Immunitetem posła PiS zajmie się teraz sejmowa komisja

Piotr Olszówka, prawo jazdy miał kupić jeszcze w 2010 roku
Piotr Olszówka, prawo jazdy miał kupić jeszcze w 2010 roku Małgorzata Genca
Prokuratura uważa, że Piotr Olszówka za łapówkę załatwił sobie prawo jazdy. Jeśli polityk sam nie zrzeknie się immunitetu, to ta procedura w Sejmie może się ciągnąć bardzo długo.

- Wniosek o uchylenie immunitetu posłowi Piotrowi Olszówce trafił do Komisji Regulaminowej i Spraw Poselskich i czeka na rozpatrzenie - informuje Centrum Informacyjne Sejmu.

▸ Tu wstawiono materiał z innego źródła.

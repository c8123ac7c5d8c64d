use chrono::Utc;
use std::sync::Arc;
use tracing::{info, warn};
use uuid::Uuid;
use velo_core::identity::Caller;
use velo_core::model::{Booking, BookingStatus, Ride};
use velo_core::repository::{BookingStore, BookingTx, SeatLedger};
use velo_core::{BookingError, BookingResult, FareBreakdown, StoreError};
use velo_shared::{LifecycleKind, PaymentFailureReason};

use crate::dispatch::EventEmitter;
use crate::fare::FarePolicy;
use crate::lifecycle::BookingStateMachine;

#[derive(Debug, Clone, Copy, PartialEq, Eq)]
pub enum ReferenceProblem {
    Missing,
    Malformed,
}

/// Check a client-supplied payment reference before it touches the store.
pub fn validate_reference<'a>(reference: Option<&'a str>, prefix: &str) -> Result<&'a str, ReferenceProblem> {
    let reference = reference
        .map(str::trim)
        .filter(|r| !r.is_empty())
        .ok_or(ReferenceProblem::Missing)?;

    let well_formed = reference.starts_with(prefix)
        && reference
            .chars()
            .all(|c| c.is_ascii_alphanumeric() || c == '_');

    if well_formed {
        Ok(reference)
    } else {
        Err(ReferenceProblem::Malformed)
    }
}

#[derive(Debug, Clone)]
pub struct ConfirmationOutcome {
    pub booking: Booking,
    /// True when the booking was already confirmed and nothing was done.
    pub replayed: bool,
    pub fare: Option<FareBreakdown>,
}

impl ConfirmationOutcome {
    /// Success for a booking that was confirmed earlier. Nothing is re-run or re-emitted.
    pub fn replayed(booking: Booking) -> Self {
        Self {
            booking,
            replayed: true,
            fare: None,
        }
    }
}

/// Verify payment, take the seats and confirm the booking in one unit of work.
pub struct ConfirmationWorkflow {
    store: Arc<dyn BookingStore>,
    emitter: EventEmitter,
    fares: FarePolicy,
    reference_prefix: String,
}

impl ConfirmationWorkflow {
    pub fn new(
        store: Arc<dyn BookingStore>,
        emitter: EventEmitter,
        fares: FarePolicy,
        reference_prefix: impl Into<String>,
    ) -> Self {
        Self {
            store,
            emitter,
            fares,
            reference_prefix: reference_prefix.into(),
        }
    }

    pub async fn confirm(
        &self,
        caller: &Caller,
        booking_id: Uuid,
        transaction_id: Option<&str>,
    ) -> BookingResult<ConfirmationOutcome> {
        let mut tx = self.store.begin().await?;

        let mut booking = tx
            .lock_booking(booking_id)
            .await?
            .ok_or_else(|| BookingError::NotFound(format!("booking {}", booking_id)))?;

        if booking.requester_id != caller.user_id {
            return Err(BookingError::Forbidden(
                "only the requester can pay for a booking".to_string(),
            ));
        }

        if booking.status == BookingStatus::Confirmed {
            info!(%booking_id, "Booking already confirmed, replaying success");
            return Ok(ConfirmationOutcome::replayed(booking));
        }

        BookingStateMachine::ensure(booking.status, BookingStatus::Confirmed)?;

        let ride = tx
            .ride(booking.ride_id)
            .await?
            .ok_or_else(|| BookingError::NotFound(format!("ride {}", booking.ride_id)))?;
        let fare = self.fares.quote(ride.price_minor, booking.seats_requested)?;

        let reference = match validate_reference(transaction_id, &self.reference_prefix) {
            Ok(reference) => reference,
            Err(ReferenceProblem::Missing) => {
                return Err(BookingError::InvalidPayment("transaction id is required".to_string()));
            }
            Err(ReferenceProblem::Malformed) => {
                self.payment_failed(&booking, &ride, PaymentFailureReason::InvalidReference);
                return Err(BookingError::InvalidPayment("invalid transaction id".to_string()));
            }
        };

        let already_attached = booking.transaction_id.as_deref() == Some(reference);
        if !already_attached && tx.transaction_exists(reference).await? {
            warn!(%booking_id, "Transaction reference already used by another booking");
            self.payment_failed(&booking, &ride, PaymentFailureReason::DuplicateTransaction);
            return Err(BookingError::DuplicateTransaction);
        }

        if tx.conditional_decrement(ride.id, booking.seats_requested).await? == 0 {
            warn!(%booking_id, ride_id = %ride.id, seats = booking.seats_requested, "Not enough seats left at confirmation");
            self.payment_failed(&booking, &ride, PaymentFailureReason::SeatsUnavailable);
            return Err(BookingError::SeatsUnavailable {
                ride_id: ride.id,
                requested: booking.seats_requested,
            });
        }

        booking.record_payment(reference.to_string(), Utc::now());
        BookingStateMachine::confirm(&mut booking)?;

        match persist(tx.as_mut(), &booking).await {
            Ok(()) => {}
            Err(StoreError::Conflict(detail)) => {
                warn!(%booking_id, "Transaction reference claimed concurrently: {}", detail);
                self.payment_failed(&booking, &ride, PaymentFailureReason::DuplicateTransaction);
                return Err(BookingError::DuplicateTransaction);
            }
            Err(e) => return Err(e.into()),
        }

        info!(%booking_id, ride_id = %ride.id, seats = booking.seats_requested, total = fare.total_minor, "Booking confirmed");

        self.emitter.emit(
            LifecycleKind::BookingConfirmed { fare: fare.clone() },
            booking.parties(&ride),
        );

        Ok(ConfirmationOutcome {
            booking,
            replayed: false,
            fare: Some(fare),
        })
    }

    fn payment_failed(&self, booking: &Booking, ride: &Ride, reason: PaymentFailureReason) {
        self.emitter
            .emit(LifecycleKind::PaymentFailed { reason }, booking.parties(ride));
    }
}

async fn persist(tx: &mut dyn BookingTx, booking: &Booking) -> Result<(), StoreError> {
    tx.save_booking(booking).await?;
    tx.commit().await
}
use chrono::{DateTime, Utc};
use uuid::Uuid;

use crate::models::fare::FareBreakdown;
use crate::pii::Masked;

/// Contact and route data of everyone a booking event concerns.
///
/// Denormalized at emission time so the dispatcher never has to read the store.
#[derive(Debug, serde::Serialize, serde::Deserialize, Clone, PartialEq)]
pub struct BookingParties {
    pub booking_id: Uuid,
    pub ride_id: Uuid,
    pub requester_id: Uuid,
    pub requester_name: String,
    pub requester_email: Masked<String>,
    pub owner_id: Uuid,
    pub owner_email: Option<Masked<String>>,
    pub driver_name: Option<String>,
    pub from_location: String,
    pub to_location: String,
    pub departure_at: DateTime<Utc>,
    pub seats: u32,
    pub transaction_id: Option<String>,
}

#[derive(Debug, serde::Serialize, serde::Deserialize, Clone, Copy, PartialEq, Eq)]
#[serde(rename_all = "SCREAMING_SNAKE_CASE")]
pub enum PaymentFailureReason {
    InvalidReference,
    DuplicateTransaction,
    SeatsUnavailable,
}

impl PaymentFailureReason {
    /// Message shown to the passenger.
    pub fn message(&self) -> &'static str {
        match self {
            PaymentFailureReason::InvalidReference => "Invalid transaction ID provided.",
            PaymentFailureReason::DuplicateTransaction => "Duplicate transaction detected.",
            PaymentFailureReason::SeatsUnavailable => "Seats unavailable at the time of confirmation.",
        }
    }
}

#[derive(Debug, serde::Serialize, serde::Deserialize, Clone, PartialEq)]
#[serde(tag = "type", rename_all = "SCREAMING_SNAKE_CASE")]
pub enum LifecycleKind {
    BookingRequested,
    BookingAccepted,
    BookingRejected,
    PaymentFailed { reason: PaymentFailureReason },
    BookingConfirmed { fare: FareBreakdown },
    BookingCompleted,
}

#[derive(Debug, serde::Serialize, serde::Deserialize, Clone, PartialEq)]
pub struct LifecycleEvent {
    pub event_id: Uuid,
    pub kind: LifecycleKind,
    pub parties: BookingParties,
    pub timestamp: i64,
}

impl LifecycleEvent {
    pub fn new(kind: LifecycleKind, parties: BookingParties) -> Self {
        Self {
            event_id: Uuid::new_v4(),
            kind,
            parties,
            timestamp: Utc::now().timestamp(),
        }
    }

    /// Kafka topic the event is published on.
    pub fn topic(&self) -> &'static str {
        match self.kind {
            LifecycleKind::BookingRequested => "booking.requested",
            LifecycleKind::BookingAccepted => "booking.accepted",
            LifecycleKind::BookingRejected => "booking.rejected",
            LifecycleKind::PaymentFailed { .. } => "booking.payment_failed",
            LifecycleKind::BookingConfirmed { .. } => "booking.confirmed",
            LifecycleKind::BookingCompleted => "booking.completed",
        }
    }

    pub fn booking_id(&self) -> Uuid {
        self.parties.booking_id
    }
}

#[cfg(test)]
mod tests {
    use super::*;

    fn parties() -> BookingParties {
        BookingParties {
            booking_id: Uuid::new_v4(),
            ride_id: Uuid::new_v4(),
            requester_id: Uuid::new_v4(),
            requester_name: "Asha".to_string(),
            requester_email: Masked::from("asha@example.com"),
            owner_id: Uuid::new_v4(),
            owner_email: Some(Masked::from("driver@example.com")),
            driver_name: Some("Ravi".to_string()),
            from_location: "Pune".to_string(),
            to_location: "Mumbai".to_string(),
            departure_at: Utc::now(),
            seats: 2,
            transaction_id: None,
        }
    }

    #[test]
    fn test_event_payload_is_tagged() {
        let event = LifecycleEvent::new(
            LifecycleKind::PaymentFailed { reason: PaymentFailureReason::SeatsUnavailable },
            parties(),
        );
        let json = serde_json::to_value(&event).unwrap();
        assert_eq!(json["kind"]["type"], "PAYMENT_FAILED");
        assert_eq!(json["kind"]["reason"], "SEATS_UNAVAILABLE");
        assert_eq!(json["parties"]["requester_email"], "asha@example.com");
        assert_eq!(event.topic(), "booking.payment_failed");
    }
}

To ciąg dalszy sprawy, która nabrała rumieńców pod koniec czerwca. Wtedy właśnie Prokurator Generalny, opierając się na ustaleniach śledczych z Zamościa, wystąpił do Sejmu o uchylenie immunitetu bił-gorajskiemu posłowi PiS Piotrowi Olszówce.

Śledczy chcą postawić przed sądem Piotra Olszówkę, posła PiS, na podstawie czterech zarzutów

Zamojska prokuratura prowadziła bardzo obszerne śledztwo dotyczące załatwiania za łapówki praw jazdy w biłgorajskim starostwie. Po sprawdzeniu ok. 2,5 tys. teczek z danymi kierowców zarzuty postawiono blisko 200 osobom. Całym procederem zajmował się Krzysztof L., były już pracownik starostwa. W czasie śledztwa prokuratorzy natrafili na teczkę Piotra Olszówki. Ustalili, że jeszcze w 2010 r. miał on wręczyć przynajmniej 1,5 tys. zł Krzysztofowi L. A ten w zamian miał załatwić posłowi prawo jazdy na kat. A (motocykl) i C (ciężarówka).

Dodatkowo L. i Olszówka mieli wspólnie wprowadzić w błąd innego urzędnika starostwa i wyłudzić od niego poświadczenie nieprawdy w decyzji oraz prawie jazdy, wydanych przez starostę na „zdobyte” kategorie A i C. Co więcej, poseł miał wprowadzić w błąd właściciela Ośrodka Szkolenia Kierowców, przedstawiając fałszywe prawo jazdy i na tej podstawie przystąpić do szkolenia na kolejne kat. C+E (ciężarówka z przyczepą). I jakby tego było mało, podczas kontroli drogowej poseł miał przedstawić policjantom nielegalnie zdobyte prawo jazdy.

W sumie to cztery zarzuty, na podstawie których śledczy chcą postawić posła przed sądem. Jako że Olszówkę chroni immunitet, nie został on jeszcze przesłuchany, a z grona osób z zarzutami nie przyznała się do winy tylko jedna osoba - brat posła.

Kiedy sprawa wyszła na jaw, Piotr Olszówka nazwał ją „stekiem bzdur” i dodał, że gdy do Sejmu wpłynie wniosek z prokuratury, to sam zrezygnuje z immunitetu.

Chcieliśmy z nim o tym porozmawiać, ale nam się nie udało. Poseł nie odpisał też na SMS-owe pytania.

Zrzeczenie się immunitetu przyśpiesza procedurę sejmową. Jeśli jednak ze strony parlamentarzysty nie ma takiej woli, to sprawą zajmuje się właśnie Komisja Regulaminowa i Spraw Poselskich, która może zażądać udostępnienia aktów śledztwa. Poseł może też składać wyjaśnienia, a dopiero po nich komisja przedstawia swój wniosek w Sejmie. O uchyleniu immunitetu ostatecznie decydują wszyscy posłowie.

Jak na razie w planach pracy komisji, opublikowanych na stronie Sejmu, nie ma słowa o sprawie dotyczącej Piotra Olszówki.